**DESCRIPTION OF THE TASK:** From the entries that follow, copy exactly the lines beginning at the line holding "use wiremock::MockServer;" and continuing through the line holding "drop(listener);".
** Opening RECORDS FOR THIS TASK block **
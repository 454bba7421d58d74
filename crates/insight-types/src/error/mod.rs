//! Typed error definitions for Insight Gateway configuration.
//!
//! Errors are serializable so `check-config` can report them as JSON.

use serde::{Deserialize, Serialize};
use thiserror::Error;

/// Errors that can occur while loading or validating configuration.
#[derive(Debug, Clone, Error, Serialize, Deserialize, PartialEq, Eq)]
#[serde(tag = "type", content = "details")]
pub enum ConfigError {
    /// Config file not found at expected path
    #[error("Config not found: {path}")]
    NotFound {
        /// Filesystem path where config was expected
        path: String,
    },

    /// Config file could not be read
    #[error("Config read error: {message}")]
    ReadError {
        /// Description of the read failure
        message: String,
    },

    /// Config file parse error
    #[error("Config parse error: {message}")]
    ParseError {
        /// Description of the parse failure
        message: String,
    },

    /// Config validation error (invalid values)
    #[error("Config validation error for {field}: {message}")]
    ValidationError {
        /// Name of the field that failed validation
        field: String,
        /// Description of the validation failure
        message: String,
    },
}

impl ConfigError {
    /// Create a parse error from a serde_json error.
    pub fn from_json_error(e: &serde_json::Error) -> Self {
        Self::ParseError { message: e.to_string() }
    }

    /// Create a read error from an IO error.
    pub fn from_io_error(e: &std::io::Error) -> Self {
        Self::ReadError { message: e.to_string() }
    }

    /// Flatten `validator` output into the first failing field.
    pub fn from_validation_errors(errors: &validator::ValidationErrors) -> Self {
        let (field, message) = errors
            .field_errors()
            .into_iter()
            .next()
            .map(|(field, errs)| {
                let message = errs
                    .first()
                    .map(|e| {
                        e.message.as_ref().map_or_else(|| e.code.to_string(), ToString::to_string)
                    })
                    .unwrap_or_else(|| "invalid value".to_string());
                (field.to_string(), message)
            })
            .unwrap_or_else(|| ("config".to_string(), errors.to_string()));
        Self::ValidationError { field, message }
    }
}
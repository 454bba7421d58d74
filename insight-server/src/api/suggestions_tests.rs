#![allow(clippy::unwrap_used, clippy::indexing_slicing, reason = "test assertions")]

use axum::extract::{RawQuery, State};
use axum::http::{HeaderMap, HeaderName, HeaderValue, StatusCode};
use serde_json::{json, Value};
use wiremock::matchers::{body_json, header, method, path};
use wiremock::{Mock, MockServer, ResponseTemplate};

use super::suggestions::list_suggestions;
use crate::state::AppState;
use crate::test_helpers::{test_config, test_server, test_server_for, unreachable_backend_url};

fn assert_send<T: Send>(_: &T) {}

async fn backend_rejecting_all_calls() -> MockServer {
    let backend = MockServer::start().await;
    Mock::given(method("POST"))
        .respond_with(ResponseTemplate::new(200))
        .expect(0)
        .mount(&backend)
        .await;
    backend
}

#[tokio::test]
async fn test_apply_forwards_body_verbatim() {
    let backend = MockServer::start().await;
    let payload = json!({"recommendation_id": "rec-42", "action": "apply", "note": "approved"});
    Mock::given(method("POST"))
        .and(path("/suggestions/apply"))
        .and(body_json(&payload))
        .and(header("content-type", "application/json"))
        .and(header("x-tenant-id", "acme"))
        .respond_with(ResponseTemplate::new(200).set_body_json(json!({"status": "applied"})))
        .expect(1)
        .mount(&backend)
        .await;

    let response = test_server(&backend)
        .post("/api/suggestions/apply")
        .add_header(HeaderName::from_static("x-tenant-id"), HeaderValue::from_static("acme"))
        .json(&payload)
        .await;

    response.assert_status_ok();
    assert_eq!(response.json::<Value>(), json!({"status": "applied"}));
}

#[tokio::test]
async fn test_rollback_uses_apply_endpoint() {
    let backend = MockServer::start().await;
    Mock::given(method("POST"))
        .and(path("/suggestions/apply"))
        .respond_with(ResponseTemplate::new(200).set_body_json(json!({"status": "rolled_back"})))
        .expect(1)
        .mount(&backend)
        .await;

    let response = test_server(&backend)
        .post("/api/suggestions/apply")
        .json(&json!({"recommendation_id": 7, "action": "rollback"}))
        .await;

    response.assert_status_ok();
}

#[tokio::test]
async fn test_missing_recommendation_id() {
    let backend = backend_rejecting_all_calls().await;
    let server = test_server(&backend);

    for body in [json!({}), json!({"action": "apply"}), json!({"recommendation_id": null}), json!([])] {
        let response = server.post("/api/suggestions/apply").json(&body).await;
        response.assert_status(StatusCode::BAD_REQUEST);
        assert_eq!(response.json::<Value>(), json!({"error": "Missing recommendation_id"}));
    }
}

#[tokio::test]
async fn test_invalid_json_body() {
    let backend = backend_rejecting_all_calls().await;

    let response = test_server(&backend).post("/api/suggestions/apply").text("recommendation_id=1").await;

    response.assert_status(StatusCode::BAD_REQUEST);
    assert_eq!(response.json::<Value>(), json!({"error": "Invalid JSON body"}));
}

#[tokio::test]
async fn test_apply_unreachable_backend() {
    let response = test_server_for(&unreachable_backend_url())
        .post("/api/suggestions/apply")
        .json(&json!({"recommendation_id": "rec-1"}))
        .await;

    response.assert_status(StatusCode::INTERNAL_SERVER_ERROR);
    assert_eq!(response.json::<Value>(), json!({"error": "Failed to apply suggestion"}));
}

#[tokio::test]
async fn test_list_forwards_allowed_params_only() {
    let backend = MockServer::start().await;
    Mock::given(method("GET"))
        .and(path("/suggestions"))
        .respond_with(ResponseTemplate::new(200).set_body_json(json!({"items": []})))
        .expect(1)
        .mount(&backend)
        .await;

    let response =
        test_server(&backend).get("/api/suggestions?limit=5&sort=desc&status=pending").await;

    response.assert_status_ok();
    assert_eq!(response.json::<Value>(), json!({"items": []}));
    let requests = backend.received_requests().await.unwrap();
    assert_eq!(requests[0].url.query(), Some("status=pending&limit=5"));
}

#[tokio::test]
async fn test_list_unreachable_backend() {
    let response = test_server_for(&unreachable_backend_url()).get("/api/suggestions").await;

    response.assert_status(StatusCode::INTERNAL_SERVER_ERROR);
    assert_eq!(response.json::<Value>(), json!({"error": "Failed to fetch suggestions"}));
}

#[tokio::test]
async fn test_list_handler_future_is_send() {
    let state = AppState::new(test_config(&unreachable_backend_url())).unwrap();
    let future =
        list_suggestions(State(state), RawQuery(Some("status=open".to_string())), HeaderMap::new());
    assert_send(&future);
}

#[tokio::test]
async fn test_list_skips_empty_duplicate_params() {
    let backend = MockServer::start().await;
    Mock::given(method("GET"))
        .and(path("/suggestions"))
        .respond_with(ResponseTemplate::new(200).set_body_json(json!({"items": []})))
        .expect(1)
        .mount(&backend)
        .await;

    test_server(&backend).get("/api/suggestions?status=&status=applied").await.assert_status_ok();

    let requests = backend.received_requests().await.unwrap();
    assert_eq!(requests[0].url.query(), Some("status=applied"));
}
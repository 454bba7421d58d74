//! Unified error type for gateway operations.

use thiserror::Error;

/// Failure while forwarding a request to the backend.
#[derive(Error, Debug)]
#[non_exhaustive]
pub enum GatewayError {
    /// Backend unreachable, connection reset, timeout.
    #[error("Network error: {0}")]
    Network(#[from] reqwest::Error),

    /// Backend answered with a non-2xx status where the caller required success.
    #[error("Backend returned HTTP {status}: {body}")]
    UpstreamStatus {
        /// HTTP status code from the backend
        status: u16,
        /// Leading part of the response body
        body: String,
    },

    /// Backend body was not valid JSON.
    #[error("Invalid JSON from backend: {0}")]
    InvalidJson(String),

    /// Backend URL could not be built.
    #[error("Invalid backend URL: {0}")]
    InvalidUrl(String),

    /// HTTP client could not be constructed.
    #[error("HTTP client error: {0}")]
    Client(String),
}

/// Result type alias for gateway operations.
pub type GatewayResult<T> = Result<T, GatewayError>;
//! Test helpers for insight-server unit tests.

use axum_test::TestServer;
use wiremock::MockServer;

use insight_types::GatewayConfig;

use crate::router::build_router;
use crate::state::AppState;

/// Gateway config pointing at `backend_url`.
pub fn test_config(backend_url: &str) -> GatewayConfig {
    GatewayConfig { backend_url: backend_url.to_string(), ..GatewayConfig::default() }
}

/// Full router wired to a mock backend.
pub fn test_server(backend: &MockServer) -> TestServer {
    test_server_for(&backend.uri())
}

pub fn test_server_for(backend_url: &str) -> TestServer {
    let state = AppState::new(test_config(backend_url)).expect("failed to create test AppState");
    TestServer::new(build_router(state)).expect("failed to start test server")
}

/// A local URL nothing is listening on.
pub fn unreachable_backend_url() -> String {
    let listener = std::net::TcpListener::bind("127.0.0.1:0").expect("bind ephemeral port");
    let port = listener.local_addr().expect("local addr").port();
    drop(listener);
    format!("http://127.0.0.1:{port}")
}
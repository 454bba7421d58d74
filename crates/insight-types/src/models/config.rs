//! Gateway configuration.

use serde::{Deserialize, Serialize};
use std::path::Path;
use validator::Validate;

use super::landing::LandingConfig;
use crate::error::ConfigError;

/// Backend used when nothing else is configured.
pub const DEFAULT_BACKEND_URL: &str = "http://localhost:8000";
pub const DEFAULT_PORT: u16 = 3000;
pub const DEFAULT_TENANT_HEADER: &str = "X-Tenant-ID";
pub const DEFAULT_TENANT_QUERY_PARAM: &str = "tenant_id";

/// Process-wide gateway configuration, fixed at startup.
#[derive(Debug, Clone, Serialize, Deserialize, PartialEq, Eq, Validate)]
pub struct GatewayConfig {
    /// Base URL of the backend API every route forwards to
    #[validate(length(min = 1_u64))]
    #[serde(default = "default_backend_url")]
    pub backend_url: String,
    /// Header carrying the tenant identifier, inbound and outbound
    #[validate(length(min = 1_u64))]
    #[serde(default = "default_tenant_header")]
    pub tenant_header: String,
    /// Query parameter consulted when the tenant header is absent
    #[validate(length(min = 1_u64))]
    #[serde(default = "default_tenant_query_param")]
    pub tenant_query_param: String,
    /// Address to bind
    #[serde(default = "default_host")]
    pub host: String,
    /// Port to listen on
    #[validate(range(min = 1_u16))]
    #[serde(default = "default_port")]
    pub port: u16,
    /// Outbound request timeout; `None` keeps the client default
    #[validate(range(min = 1_u64, max = 3600_u64))]
    #[serde(default)]
    pub request_timeout_secs: Option<u64>,
    /// Directory with the built landing page, served as SPA fallback
    #[serde(default)]
    pub static_dir: Option<String>,
    /// Origins allowed by CORS
    #[serde(default = "default_allowed_origins")]
    pub allowed_origins: Vec<String>,
    /// Landing page build step
    #[serde(default)]
    #[validate(nested)]
    pub landing: LandingConfig,
}

impl Default for GatewayConfig {
    fn default() -> Self {
        Self {
            backend_url: default_backend_url(),
            tenant_header: default_tenant_header(),
            tenant_query_param: default_tenant_query_param(),
            host: default_host(),
            port: default_port(),
            request_timeout_secs: None,
            static_dir: None,
            allowed_origins: default_allowed_origins(),
            landing: LandingConfig::default(),
        }
    }
}

impl GatewayConfig {
    /// Load a JSON config file. Missing fields take their defaults.
    pub fn load_from_file(path: &Path) -> Result<Self, ConfigError> {
        if !path.exists() {
            return Err(ConfigError::NotFound { path: path.display().to_string() });
        }
        let content = std::fs::read_to_string(path).map_err(|e| ConfigError::from_io_error(&e))?;
        serde_json::from_str(&content).map_err(|e| ConfigError::from_json_error(&e))
    }

    /// Run field validators, then the checks `validator` cannot express.
    pub fn validate_config(&self) -> Result<(), ConfigError> {
        self.validate().map_err(|e| ConfigError::from_validation_errors(&e))?;

        let parsed = url::Url::parse(&self.backend_url).map_err(|e| {
            ConfigError::ValidationError { field: "backend_url".to_string(), message: e.to_string() }
        })?;
        if !matches!(parsed.scheme(), "http" | "https") {
            return Err(ConfigError::ValidationError {
                field: "backend_url".to_string(),
                message: format!("unsupported scheme '{}'", parsed.scheme()),
            });
        }

        if !is_token(&self.tenant_header) {
            return Err(ConfigError::ValidationError {
                field: "tenant_header".to_string(),
                message: format!("'{}' is not a valid header name", self.tenant_header),
            });
        }

        Ok(())
    }

    /// Get the full bind socket address.
    pub fn get_socket_addr(&self) -> String {
        format!("{}:{}", self.host, self.port)
    }
}

fn is_token(name: &str) -> bool {
    !name.is_empty() && name.bytes().all(|b| b.is_ascii_alphanumeric() || b == b'-' || b == b'_')
}

fn default_backend_url() -> String {
    DEFAULT_BACKEND_URL.to_string()
}

fn default_tenant_header() -> String {
    DEFAULT_TENANT_HEADER.to_string()
}

fn default_tenant_query_param() -> String {
    DEFAULT_TENANT_QUERY_PARAM.to_string()
}

fn default_host() -> String {
    "127.0.0.1".to_string()
}

const fn default_port() -> u16 {
    DEFAULT_PORT
}

fn default_allowed_origins() -> Vec<String> {
    vec![format!("http://localhost:{DEFAULT_PORT}"), format!("http://127.0.0.1:{DEFAULT_PORT}")]
}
** Closing RECORDS FOR THIS TASK block **
**EXERCISE RESPONSE:**
use wiremock::MockServer;

use insight_types::GatewayConfig;

use crate::router::build_router;
use crate::state::AppState;

/// Gateway config pointing at `backend_url`.
pub fn test_config(backend_url: &str) -> GatewayConfig {
    GatewayConfig { backend_url: backend_url.to_string(), ..GatewayConfig::default() }
}

/// Full router wired to a mock backend.
pub fn test_server(backend: &MockServer) -> TestServer {
    test_server_for(&backend.uri())
}

pub fn test_server_for(backend_url: &str) -> TestServer {
    let state = AppState::new(test_config(backend_url)).expect("failed to create test AppState");
    TestServer::new(build_router(state)).expect("failed to start test server")
}

/// A local URL nothing is listening on.
pub fn unreachable_backend_url() -> String {
    let listener = std::net::TcpListener::bind("127.0.0.1:0").expect("bind ephemeral port");
    let port = listener.local_addr().expect("local addr").port();
    drop(listener);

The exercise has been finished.